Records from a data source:
>>>

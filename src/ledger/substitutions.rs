use std::fs;
use std::path::Path;

use log::{debug, info};
use serde::Deserialize;

use crate::error::Result;

pub const DEFAULT_DEBIT_ACCOUNT: &str = "Expenses:no match";
pub const DEFAULT_CREDIT_ACCOUNT: &str = "Income:no match";

#[derive(Debug, Clone, Default, Deserialize)]
struct NoMatch {
    debit: Option<String>,
    credit: Option<String>,
}

#[derive(Debug, Clone, Deserialize)]
pub struct Substitution {
    #[serde(rename = "match")]
    pub pattern: String,
    pub account: String,
}

#[derive(Debug, Clone, Default, Deserialize)]
struct SubstitutionFile {
    #[serde(rename = "no match", default)]
    no_match: Option<NoMatch>,
    #[serde(default)]
    substitutions: Vec<Substitution>,
}

/// Picks ledger accounts for the two sides of a bank transaction.
#[derive(Debug, Clone)]
pub struct SubstitutionEngine {
    substitutions: Vec<Substitution>,
    no_match_debit: String,
    no_match_credit: String,
}

impl Default for SubstitutionEngine {
    fn default() -> Self {
        Self {
            substitutions: Vec::new(),
            no_match_debit: DEFAULT_DEBIT_ACCOUNT.to_string(),
            no_match_credit: DEFAULT_CREDIT_ACCOUNT.to_string(),
        }
    }
}

impl SubstitutionEngine {
    pub fn from_json(json: &str) -> Result<Self> {
        let file: SubstitutionFile = serde_json::from_str(json)?;
        let no_match = file.no_match.unwrap_or_default();
        let defaults = Self::default();

        Ok(Self {
            substitutions: file.substitutions,
            no_match_debit: no_match.debit.unwrap_or(defaults.no_match_debit),
            no_match_credit: no_match.credit.unwrap_or(defaults.no_match_credit),
        })
    }

    /// A missing file means no substitutions, only the no-match accounts.
    pub fn load(path: &Path) -> Result<Self> {
        if !path.exists() {
            info!(
                "No substitutions file at {}, using defaults",
                path.display()
            );
            return Ok(Self::default());
        }

        let engine = Self::from_json(&fs::read_to_string(path)?)?;
        debug!(
            "Loaded {} substitutions from {}",
            engine.substitutions.len(),
            path.display()
        );
        Ok(engine)
    }

    pub fn source_account<'a>(&self, bank_account: &'a str) -> &'a str {
        bank_account
    }

    pub fn target_account(&self, payee: &str, amount: f64) -> &str {
        let payee = payee.to_lowercase();

        self.substitutions
            .iter()
            .find(|s| payee.contains(&s.pattern.to_lowercase()))
            .map(|s| s.account.as_str())
            .unwrap_or(if amount < 0.0 {
                self.no_match_debit.as_str()
            } else {
                self.no_match_credit.as_str()
            })
    }
}
use std::fs;
use std::path::Path;
use std::time::{Duration, SystemTime};

use crate::error::{Result, WorkbenchError};

const SECONDS_PER_DAY: u64 = 24 * 60 * 60;

/// Refuses paths that look like an operating system folder.
pub fn ensure_safe_path(path: &Path) -> Result<()> {
    let resolved = path.canonicalize().unwrap_or_else(|_| path.to_path_buf());
    if resolved.to_string_lossy().to_lowercase().contains("windows") {
        return Err(WorkbenchError::Config(format!(
            "{} contains 'windows', refusing to delete anything there",
            resolved.display()
        )));
    }
    Ok(())
}

pub fn cutoff(min_days: u64, now: SystemTime) -> SystemTime {
    now.checked_sub(Duration::from_secs(min_days.saturating_mul(SECONDS_PER_DAY)))
        .unwrap_or(SystemTime::UNIX_EPOCH)
}

/// Whole days since `modified`; timestamps in the future count as 0.
pub fn age_in_days(modified: SystemTime, now: SystemTime) -> u64 {
    now.duration_since(modified)
        .map(|age| age.as_secs() / SECONDS_PER_DAY)
        .unwrap_or(0)
}

/// Newest file mtime directly inside `dir`, else the mtime of `dir` itself.
pub fn newest_file_in(dir: &Path) -> Result<SystemTime> {
    let newest = fs::read_dir(dir)?
        .filter_map(std::result::Result::ok)
        .filter_map(|entry| entry.metadata().ok())
        .filter(fs::Metadata::is_file)
        .filter_map(|meta| meta.modified().ok())
        .max();

    match newest {
        Some(time) => Ok(time),
        None => Ok(fs::metadata(dir)?.modified()?),
    }
}

/// Age of a run folder: the newest file one level into its sub-folders.
/// Falls back to [`newest_file_in`] when there are no sub-folders.
pub fn newest_in_subdirs(dir: &Path) -> Result<SystemTime> {
    let subdirs: Vec<_> = fs::read_dir(dir)?
        .filter_map(std::result::Result::ok)
        .map(|entry| entry.path())
        .filter(|path| path.is_dir())
        .collect();

    if subdirs.is_empty() {
        return newest_file_in(dir);
    }

    let mut newest = SystemTime::UNIX_EPOCH;
    for subdir in &subdirs {
        newest = newest.max(newest_file_in(subdir)?);
    }
    Ok(newest)
}

#[cfg(test)]
pub(crate) fn set_mtime(path: &Path, time: SystemTime) {
    fs::File::options()
        .write(true)
        .open(path)
        .unwrap()
        .set_modified(time)
        .unwrap();
}

#[cfg(test)]
pub(crate) fn days_ago(days: u64) -> SystemTime {
    SystemTime::now() - Duration::from_secs(days * SECONDS_PER_DAY)
}
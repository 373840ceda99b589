mod archive;
mod auth;
mod boq;
mod cli;
mod error;
mod exceptions;
mod ledger;
mod perf;
mod prune;
mod rename;
mod ticket;
mod tmx;
mod vr;

use anyhow::Result;
use clap::Parser;
use cli::Cli;
use env_logger::Env;
use log::debug;

#[tokio::main]
async fn main() -> Result<()> {
    env_logger::Builder::from_env(Env::default().default_filter_or("info")).init();

    let cli = Cli::parse();
    debug!("Starting workbench {}", env!("CARGO_PKG_VERSION"));
    cli.execute().await?;

    Ok(())
}
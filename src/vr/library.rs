use std::fs;
use std::path::{Path, PathBuf};

use indexmap::IndexMap;
use log::{debug, error, info, warn};

use super::deovr::{Catalog, IndexEntry, Scene};
use super::descriptor::{Descriptor, VideoEntry, DESCRIPTOR_EXTENSION};
use crate::error::{Result, WorkbenchError};

pub const CATALOG_FILE: &str = "deovr";

/// Videos grouped by scene, in the order groups were first seen.
#[derive(Debug, Default)]
pub struct VideoLibrary {
    groups: IndexMap<String, Vec<VideoEntry>>,
}

#[derive(Debug, Default, PartialEq, Eq)]
pub struct IndexSummary {
    pub videos: usize,
    pub video_files_written: usize,
}

fn descriptor_paths(root: &Path) -> Result<Vec<PathBuf>> {
    let pattern = format!(
        "{}/**/*.{DESCRIPTOR_EXTENSION}",
        glob::Pattern::escape(&root.to_string_lossy())
    );
    let paths = glob::glob(&pattern).map_err(|e| WorkbenchError::Config(e.to_string()))?;

    Ok(paths
        .filter_map(|entry| match entry {
            Ok(path) => Some(path),
            Err(e) => {
                warn!("Skipping unreadable path: {e}");
                None
            }
        })
        .collect())
}

impl VideoLibrary {
    pub fn scan(root: &Path, base_url: &str) -> Result<Self> {
        let mut library = Self::default();

        for desc_path in descriptor_paths(root)? {
            debug!("-> {}", desc_path.display());
            let descriptor = match Descriptor::load(&desc_path) {
                Ok(descriptor) => descriptor,
                Err(e) => {
                    warn!("Skipping {}: {e}", desc_path.display());
                    continue;
                }
            };
            if let Some(entry) = descriptor.resolve(&desc_path, root, base_url) {
                library.add(entry);
            }
        }

        Ok(library)
    }

    pub fn add(&mut self, entry: VideoEntry) {
        self.groups.entry(entry.group.clone()).or_default().push(entry);
    }

    pub fn len(&self) -> usize {
        self.groups.values().map(Vec::len).sum()
    }

    pub fn catalog(&self) -> Catalog {
        Catalog {
            scenes: self
                .groups
                .iter()
                .map(|(name, entries)| Scene {
                    name: name.clone(),
                    list: entries
                        .iter()
                        .map(|entry| IndexEntry {
                            title: entry.video.title.clone(),
                            thumbnail_url: entry.video.thumbnail_url.clone(),
                            video_url: entry.deovr_url.clone(),
                            video_length: entry.video.video_length,
                        })
                        .collect(),
                })
                .collect(),
        }
    }

    /// Writes the catalog and any per-video files that do not exist yet.
    pub fn write(&self, root: &Path) -> Result<usize> {
        let catalog_path = root.join(CATALOG_FILE);
        info!("Writing deovr index file at {}", catalog_path.display());
        fs::write(&catalog_path, serde_json::to_string_pretty(&self.catalog())?)?;

        let mut written = 0;
        for entry in self.groups.values().flatten() {
            if entry.deovr_path.exists() {
                continue;
            }
            fs::write(&entry.deovr_path, serde_json::to_string_pretty(&entry.video)?)?;
            written += 1;
        }
        Ok(written)
    }
}

pub fn index_library(root: &Path, base_url: &str) -> Result<Option<IndexSummary>> {
    if !root.is_dir() {
        error!("Folder '{}' does not exist.", root.display());
        return Ok(None);
    }

    info!("Scanning directories starting at {}", root.display());
    let library = VideoLibrary::scan(root, base_url)?;
    let video_files_written = library.write(root)?;

    info!(
        "Indexed {} videos, wrote {video_files_written} new video files",
        library.len()
    );
    Ok(Some(IndexSummary {
        videos: library.len(),
        video_files_written,
    }))
}

#[cfg(test)]
mod tests {
    use super::*;
    use serde_json::Value;

    fn add_video(root: &Path, rel_dir: &str, stem: &str, desc: &str) {
        let dir = root.join(rel_dir);
        fs::create_dir_all(&dir).unwrap();
        fs::write(dir.join(format!("{stem}.mp4")), "").unwrap();
        fs::write(dir.join(format!("{stem}.desc")), desc).unwrap();
    }

    #[test]
    fn test_index_library_groups_and_writes() {
        let root = tempfile::tempdir().unwrap();
        add_video(root.path(), "travel", "alps", r#"{"title":"Alps","duration":90}"#);
        add_video(root.path(), "travel", "beach", r#"{"title":"Beach"}"#);
        add_video(root.path(), "music", "gig", r#"{"title":"Gig","group":"Live"}"#);
        fs::write(root.path().join("travel/beach.deovr"), "keep me").unwrap();
        fs::write(root.path().join("travel/broken.desc"), "{").unwrap();

        let summary = index_library(root.path(), "http://host/vr/").unwrap().unwrap();

        assert_eq!(
            summary,
            IndexSummary {
                videos: 3,
                video_files_written: 2
            }
        );
        assert_eq!(
            fs::read_to_string(root.path().join("travel/beach.deovr")).unwrap(),
            "keep me"
        );

        let catalog: Value =
            serde_json::from_str(&fs::read_to_string(root.path().join(CATALOG_FILE)).unwrap())
                .unwrap();
        assert_eq!(catalog["scenes"][0]["name"], "Live");
        assert_eq!(catalog["scenes"][1]["name"], "Travel");
        let alps = &catalog["scenes"][1]["list"][0];
        assert_eq!(alps["video_url"], "http://host/vr/travel/alps.deovr");
        assert_eq!(alps["thumbnailUrl"], "http://host/vr/travel/alps.jpg");
        assert_eq!(alps["videoLength"], 90);
        assert!(catalog["scenes"][1]["list"][1].get("videoLength").is_none());
    }

    #[test]
    fn test_index_library_missing_root() {
        let root = tempfile::tempdir().unwrap();
        assert!(index_library(&root.path().join("none"), "http://h/")
            .unwrap()
            .is_none());
    }
}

<<<

» **Your instructions**: Wherever a line above includes the string "SubstitutionEngine", count it; give only the final tally.

» **Answer to the problem**: 3